[Directions]
A word-for-word repetition of all the entries is required.
▼
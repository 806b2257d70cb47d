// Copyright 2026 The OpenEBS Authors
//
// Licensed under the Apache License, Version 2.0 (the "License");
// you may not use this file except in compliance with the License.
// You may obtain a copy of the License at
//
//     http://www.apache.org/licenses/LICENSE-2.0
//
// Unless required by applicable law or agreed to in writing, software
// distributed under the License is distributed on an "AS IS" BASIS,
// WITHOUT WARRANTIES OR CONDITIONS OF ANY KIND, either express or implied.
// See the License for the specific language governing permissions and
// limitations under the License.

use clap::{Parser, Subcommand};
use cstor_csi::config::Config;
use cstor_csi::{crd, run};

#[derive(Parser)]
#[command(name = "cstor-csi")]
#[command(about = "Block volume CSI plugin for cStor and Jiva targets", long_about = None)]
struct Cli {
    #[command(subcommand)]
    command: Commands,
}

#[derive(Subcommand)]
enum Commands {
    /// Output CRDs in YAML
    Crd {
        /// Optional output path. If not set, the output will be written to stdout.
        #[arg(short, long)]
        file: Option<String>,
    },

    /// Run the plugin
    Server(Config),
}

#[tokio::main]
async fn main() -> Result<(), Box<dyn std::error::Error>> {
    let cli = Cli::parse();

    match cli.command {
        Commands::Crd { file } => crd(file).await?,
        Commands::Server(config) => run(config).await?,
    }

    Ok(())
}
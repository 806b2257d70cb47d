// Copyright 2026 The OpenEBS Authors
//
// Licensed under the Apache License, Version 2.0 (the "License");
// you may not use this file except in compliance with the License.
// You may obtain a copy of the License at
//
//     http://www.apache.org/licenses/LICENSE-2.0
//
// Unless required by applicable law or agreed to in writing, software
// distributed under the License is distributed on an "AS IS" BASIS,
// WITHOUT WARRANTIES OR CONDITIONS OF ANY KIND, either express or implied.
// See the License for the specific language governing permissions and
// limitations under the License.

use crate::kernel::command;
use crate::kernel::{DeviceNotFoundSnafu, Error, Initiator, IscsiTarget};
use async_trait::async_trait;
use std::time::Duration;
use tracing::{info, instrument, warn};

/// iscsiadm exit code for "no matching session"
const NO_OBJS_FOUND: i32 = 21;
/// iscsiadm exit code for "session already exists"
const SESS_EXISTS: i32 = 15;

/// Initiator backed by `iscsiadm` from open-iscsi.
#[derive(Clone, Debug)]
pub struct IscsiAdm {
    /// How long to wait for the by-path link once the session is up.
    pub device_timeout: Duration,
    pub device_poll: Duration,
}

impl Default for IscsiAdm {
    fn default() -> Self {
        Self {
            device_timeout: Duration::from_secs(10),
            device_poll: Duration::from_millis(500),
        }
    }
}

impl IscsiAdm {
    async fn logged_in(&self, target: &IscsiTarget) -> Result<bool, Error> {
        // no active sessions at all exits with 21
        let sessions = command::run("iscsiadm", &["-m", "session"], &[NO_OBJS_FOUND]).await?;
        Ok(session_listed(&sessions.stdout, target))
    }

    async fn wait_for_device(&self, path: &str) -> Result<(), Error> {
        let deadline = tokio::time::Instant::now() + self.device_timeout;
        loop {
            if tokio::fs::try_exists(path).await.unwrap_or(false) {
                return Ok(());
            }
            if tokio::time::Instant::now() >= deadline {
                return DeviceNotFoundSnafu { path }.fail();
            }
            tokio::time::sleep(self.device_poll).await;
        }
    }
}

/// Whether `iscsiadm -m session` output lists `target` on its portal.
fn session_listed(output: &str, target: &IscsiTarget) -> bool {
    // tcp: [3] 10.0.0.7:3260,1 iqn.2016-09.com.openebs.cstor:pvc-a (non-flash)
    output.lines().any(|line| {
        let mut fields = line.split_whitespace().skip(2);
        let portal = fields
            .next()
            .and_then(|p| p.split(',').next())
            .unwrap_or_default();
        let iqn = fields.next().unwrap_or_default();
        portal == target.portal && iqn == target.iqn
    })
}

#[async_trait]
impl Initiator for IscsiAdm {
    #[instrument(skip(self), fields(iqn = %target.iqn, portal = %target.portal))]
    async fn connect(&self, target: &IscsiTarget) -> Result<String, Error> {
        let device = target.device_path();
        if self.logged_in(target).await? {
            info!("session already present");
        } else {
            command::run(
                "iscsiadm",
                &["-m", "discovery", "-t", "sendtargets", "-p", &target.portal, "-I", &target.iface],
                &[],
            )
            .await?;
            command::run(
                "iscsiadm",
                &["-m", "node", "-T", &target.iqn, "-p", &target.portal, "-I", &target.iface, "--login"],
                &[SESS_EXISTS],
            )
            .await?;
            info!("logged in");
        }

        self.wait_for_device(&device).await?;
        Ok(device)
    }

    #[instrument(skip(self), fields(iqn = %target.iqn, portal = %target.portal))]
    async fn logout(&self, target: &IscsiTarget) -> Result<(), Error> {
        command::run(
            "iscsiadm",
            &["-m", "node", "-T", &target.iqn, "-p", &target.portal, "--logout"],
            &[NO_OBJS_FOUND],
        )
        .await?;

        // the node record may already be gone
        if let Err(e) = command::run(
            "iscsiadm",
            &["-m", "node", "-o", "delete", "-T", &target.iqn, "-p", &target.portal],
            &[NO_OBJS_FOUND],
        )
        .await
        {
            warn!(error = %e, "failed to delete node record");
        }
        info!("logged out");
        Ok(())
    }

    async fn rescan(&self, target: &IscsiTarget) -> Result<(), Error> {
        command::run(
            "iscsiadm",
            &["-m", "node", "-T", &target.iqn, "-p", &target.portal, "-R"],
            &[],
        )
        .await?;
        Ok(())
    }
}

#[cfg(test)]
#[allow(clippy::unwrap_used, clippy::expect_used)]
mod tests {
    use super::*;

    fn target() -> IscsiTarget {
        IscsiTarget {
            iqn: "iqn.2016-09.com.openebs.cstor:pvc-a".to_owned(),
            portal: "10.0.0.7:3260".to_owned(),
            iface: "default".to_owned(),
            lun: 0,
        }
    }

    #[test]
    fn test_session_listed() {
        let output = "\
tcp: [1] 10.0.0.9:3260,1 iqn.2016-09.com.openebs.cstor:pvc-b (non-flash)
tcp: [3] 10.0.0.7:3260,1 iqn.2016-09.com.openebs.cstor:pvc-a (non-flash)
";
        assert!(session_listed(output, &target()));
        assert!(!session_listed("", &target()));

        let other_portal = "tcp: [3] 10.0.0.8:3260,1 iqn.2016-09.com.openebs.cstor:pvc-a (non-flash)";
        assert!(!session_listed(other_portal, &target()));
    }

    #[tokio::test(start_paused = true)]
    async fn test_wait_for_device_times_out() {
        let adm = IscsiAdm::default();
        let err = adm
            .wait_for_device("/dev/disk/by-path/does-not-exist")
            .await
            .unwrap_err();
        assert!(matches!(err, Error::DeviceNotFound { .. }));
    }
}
▲
[Your response]
repository 806b2257d70cb47d
// Copyright 2026 The OpenEBS Authors
//
// Licensed under the Apache License, Version 2.0 (the "License");
// you may not use this file except in compliance with the License.
// You may obtain a copy of the License at
//
//     http://www.apache.org/licenses/LICENSE-2.0
//
// Unless required by applicable law or agreed to in writing, software
// distributed under the License is distributed on an "AS IS" BASIS,
// WITHOUT WARRANTIES OR CONDITIONS OF ANY KIND, either express or implied.
// See the License for the specific language governing permissions and
// limitations under the License.

use clap::{Parser, Subcommand};
use cstor_csi::config::Config;
use cstor_csi::{crd, run};

#[derive(Parser)]
#[command(name = "cstor-csi")]
#[command(about = "Block volume CSI plugin for cStor and Jiva targets", long_about = None)]
struct Cli {
    #[command(subcommand)]
    command: Commands,
}

#[derive(Subcommand)]
enum Commands {
    /// Output CRDs in YAML
    Crd {
        /// Optional output path. If not set, the output will be written to stdout.
        #[arg(short, long)]
        file: Option<String>,
    },

    /// Run the plugin
    Server(Config),
}

#[tokio::main]
async fn main() -> Result<(), Box<dyn std::error::Error>> {
    let cli = Cli::parse();

    match cli.command {
        Commands::Crd { file } => crd(file).await?,
        Commands::Server(config) => run(config).await?,
    }

    Ok(())
}
repository 806b2257d70cb47d
// Copyright 2026 The OpenEBS Authors
//
// Licensed under the Apache License, Version 2.0 (the "License");
// you may not use this file except in compliance with the License.
// You may obtain a copy of the License at
//
//     http://www.apache.org/licenses/LICENSE-2.0
//
// Unless required by applicable law or agreed to in writing, software
// distributed under the License is distributed on an "AS IS" BASIS,
// WITHOUT WARRANTIES OR CONDITIONS OF ANY KIND, either express or implied.
// See the License for the specific language governing permissions and
// limitations under the License.

use crate::kernel::command;
use crate::kernel::{DeviceNotFoundSnafu, Error, Initiator, IscsiTarget};
use async_trait::async_trait;
use std::time::Duration;
use tracing::{info, instrument, warn};

/// iscsiadm exit code for "no matching session"
const NO_OBJS_FOUND: i32 = 21;
/// iscsiadm exit code for "session already exists"
const SESS_EXISTS: i32 = 15;

/// Initiator backed by `iscsiadm` from open-iscsi.
#[derive(Clone, Debug)]
pub struct IscsiAdm {
    /// How long to wait for the by-path link once the session is up.
    pub device_timeout: Duration,
    pub device_poll: Duration,
}

impl Default for IscsiAdm {
    fn default() -> Self {
        Self {
            device_timeout: Duration::from_secs(10),
            device_poll: Duration::from_millis(500),
        }
    }
}

impl IscsiAdm {
    async fn logged_in(&self, target: &IscsiTarget) -> Result<bool, Error> {
        // no active sessions at all exits with 21
        let sessions = command::run("iscsiadm", &["-m", "session"], &[NO_OBJS_FOUND]).await?;
        Ok(session_listed(&sessions.stdout, target))
    }

    async fn wait_for_device(&self, path: &str) -> Result<(), Error> {
        let deadline = tokio::time::Instant::now() + self.device_timeout;
        loop {
            if tokio::fs::try_exists(path).await.unwrap_or(false) {
                return Ok(());
            }
            if tokio::time::Instant::now() >= deadline {
                return DeviceNotFoundSnafu { path }.fail();
            }
            tokio::time::sleep(self.device_poll).await;
        }
    }
}

/// Whether `iscsiadm -m session` output lists `target` on its portal.
fn session_listed(output: &str, target: &IscsiTarget) -> bool {
    // tcp: [3] 10.0.0.7:3260,1 iqn.2016-09.com.openebs.cstor:pvc-a (non-flash)
    output.lines().any(|line| {
        let mut fields = line.split_whitespace().skip(2);
        let portal = fields
            .next()
            .and_then(|p| p.split(',').next())
            .unwrap_or_default();
        let iqn = fields.next().unwrap_or_default();
        portal == target.portal && iqn == target.iqn
    })
}

#[async_trait]
impl Initiator for IscsiAdm {
    #[instrument(skip(self), fields(iqn = %target.iqn, portal = %target.portal))]
    async fn connect(&self, target: &IscsiTarget) -> Result<String, Error> {
        let device = target.device_path();
        if self.logged_in(target).await? {
            info!("session already present");
        } else {
            command::run(
                "iscsiadm",
                &["-m", "discovery", "-t", "sendtargets", "-p", &target.portal, "-I", &target.iface],
                &[],
            )
            .await?;
            command::run(
                "iscsiadm",
                &["-m", "node", "-T", &target.iqn, "-p", &target.portal, "-I", &target.iface, "--login"],
                &[SESS_EXISTS],
            )
            .await?;
            info!("logged in");
        }

        self.wait_for_device(&device).await?;
        Ok(device)
    }

    #[instrument(skip(self), fields(iqn = %target.iqn, portal = %target.portal))]
    async fn logout(&self, target: &IscsiTarget) -> Result<(), Error> {
        command::run(
            "iscsiadm",
            &["-m", "node", "-T", &target.iqn, "-p", &target.portal, "--logout"],
            &[NO_OBJS_FOUND],
        )
        .await?;

        // the node record may already be gone
        if let Err(e) = command::run(
            "iscsiadm",
            &["-m", "node", "-o", "delete", "-T", &target.iqn, "-p", &target.portal],
            &[NO_OBJS_FOUND],
        )
        .await
        {
            warn!(error = %e, "failed to delete node record");
        }
        info!("logged out");
        Ok(())
    }

    async fn rescan(&self, target: &IscsiTarget) -> Result<(), Error> {
        command::run(
            "iscsiadm",
            &["-m", "node", "-T", &target.iqn, "-p", &target.portal, "-R"],
            &[],
        )
        .await?;
        Ok(())
    }
}

#[cfg(test)]
#[allow(clippy::unwrap_used, clippy::expect_used)]
mod tests {
    use super::*;

    fn target() -> IscsiTarget {
        IscsiTarget {
            iqn: "iqn.2016-09.com.openebs.cstor:pvc-a".to_owned(),
            portal: "10.0.0.7:3260".to_owned(),
            iface: "default".to_owned(),
            lun: 0,
        }
    }

    #[test]
    fn test_session_listed() {
        let output = "\
tcp: [1] 10.0.0.9:3260,1 iqn.2016-09.com.openebs.cstor:pvc-b (non-flash)
tcp: [3] 10.0.0.7:3260,1 iqn.2016-09.com.openebs.cstor:pvc-a (non-flash)
";
        assert!(session_listed(output, &target()));
        assert!(!session_listed("", &target()));

        let other_portal = "tcp: [3] 10.0.0.8:3260,1 iqn.2016-09.com.openebs.cstor:pvc-a (non-flash)";
        assert!(!session_listed(other_portal, &target()));
    }

    #[tokio::test(start_paused = true)]
    async fn test_wait_for_device_times_out() {
        let adm = IscsiAdm::default();
        let err = adm
            .wait_for_device("/dev/disk/by-path/does-not-exist")
            .await
            .unwrap_err();
        assert!(matches!(err, Error::DeviceNotFound { .. }));
    }
}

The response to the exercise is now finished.